Observation data (J2000 epoch)
- Constellation: Ophiuchus
- Right ascension: 17^{h} 59^{m} 25.315^{s}
- Declination: +06° 17′ 12.86″
- Redshift: 0.006041
- Heliocentric radial velocity: 1,814 km/s
- Distance: 95.3 Mly (29.22 Mpc)
- Apparent magnitude (B): 13.10

Characteristics
- Type: Sd
- Size: ~58,500 ly (17.93 kpc) (estimated)
- Apparent size (V): 1.6′ × 1.2′

Other designations
- NGC 6509, UGC 11075, LEDA 61230, MCG +01-46-002, PGC 61230

= NGC 6509 =

Galaxy in the constellation Ophiuchus

NGC 6509 is a spiral galaxy in the equatorial constellation of Ophiuchus. It was discovered on July 20, 1879 by the French astronomer Édouard Stephan. This galaxy is located at a distance of 29.22 Mpc from the Milky Way, and is receding with a heliocentric radial velocity of 1814 km/s.

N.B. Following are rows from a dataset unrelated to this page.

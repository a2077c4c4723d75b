pub mod args;
pub mod boundary;
pub mod config;
pub mod embedder;
pub mod error;
pub mod interpreter;
pub mod logging;
pub mod path;

#[cfg(test)]
mod test_helpers;

// Re-export the lifecycle API for convenience
pub use args::ArgumentVector;
pub use embedder::{Embedder, Phase, RunStatus, DEFAULT_EVENT_MESSAGE};
pub use error::EmbedError;
pub use interpreter::{Entry, Interpreter, Startup};
pub use logging::LogLevel;
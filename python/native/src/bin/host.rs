//! Standalone host for running an entry module without a simulator
//!
//! Goes through the same lifecycle a simulator would: init, run the entry
//! point, deliver events, then shut down twice as a host teardown does.

use std::ffi::OsString;
use std::process::ExitCode;

use clap::Parser;
use simbridge::{init, notify_event, run_entry_point, shutdown};
use simbridge_core::config::ENTRY_MODULE_VAR;
use simbridge_core::{ArgumentVector, RunStatus};

#[derive(Parser)]
#[command(name = "simbridge-host")]
#[command(about = "Run a simbridge entry module in an embedded interpreter", long_about = None)]
struct Cli {
    /// Loader module to import (overrides SIMBRIDGE_ENTRY_MODULE)
    #[arg(long)]
    entry_module: Option<String>,

    /// Event message to deliver after the entry point returns; repeatable
    #[arg(long = "event", value_name = "MSG")]
    events: Vec<String>,

    /// Arguments passed to the entry point after the program name
    #[arg(last = true)]
    args: Vec<OsString>,
}

#[cfg(unix)]
fn to_bytes(arg: OsString) -> Vec<u8> {
    use std::os::unix::ffi::OsStringExt;
    arg.into_vec()
}

#[cfg(not(unix))]
fn to_bytes(arg: OsString) -> Vec<u8> {
    arg.to_string_lossy().into_owned().into_bytes()
}

fn main() -> ExitCode {
    let cli = Cli::parse();

    if let Some(module) = &cli.entry_module {
        std::env::set_var(ENTRY_MODULE_VAR, module);
    }

    let program = std::env::args_os()
        .next()
        .unwrap_or_else(|| OsString::from("simbridge-host"));
    let argv: ArgumentVector = std::iter::once(program)
        .chain(cli.args)
        .map(to_bytes)
        .collect();

    init();
    let status = run_entry_point(&argv);
    for event in &cli.events {
        notify_event(Some(event.as_str()));
    }
    shutdown();
    shutdown();

    match status {
        RunStatus::Failed => ExitCode::FAILURE,
        RunStatus::Started | RunStatus::AlreadyRunning => ExitCode::SUCCESS,
    }
}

This is a bulge-less disk galaxy with a morphological classification of Sd. The plane of the galaxy is inclined at an angle of 41±4 ° to the plane of the sky, and the oval outline is oriented along a position angle of 280.8±1.1 ° with an angular span of 1.6 arcminute.

The eastern side of this galaxy lies in the foreground of a radio source designated 4C +06.63.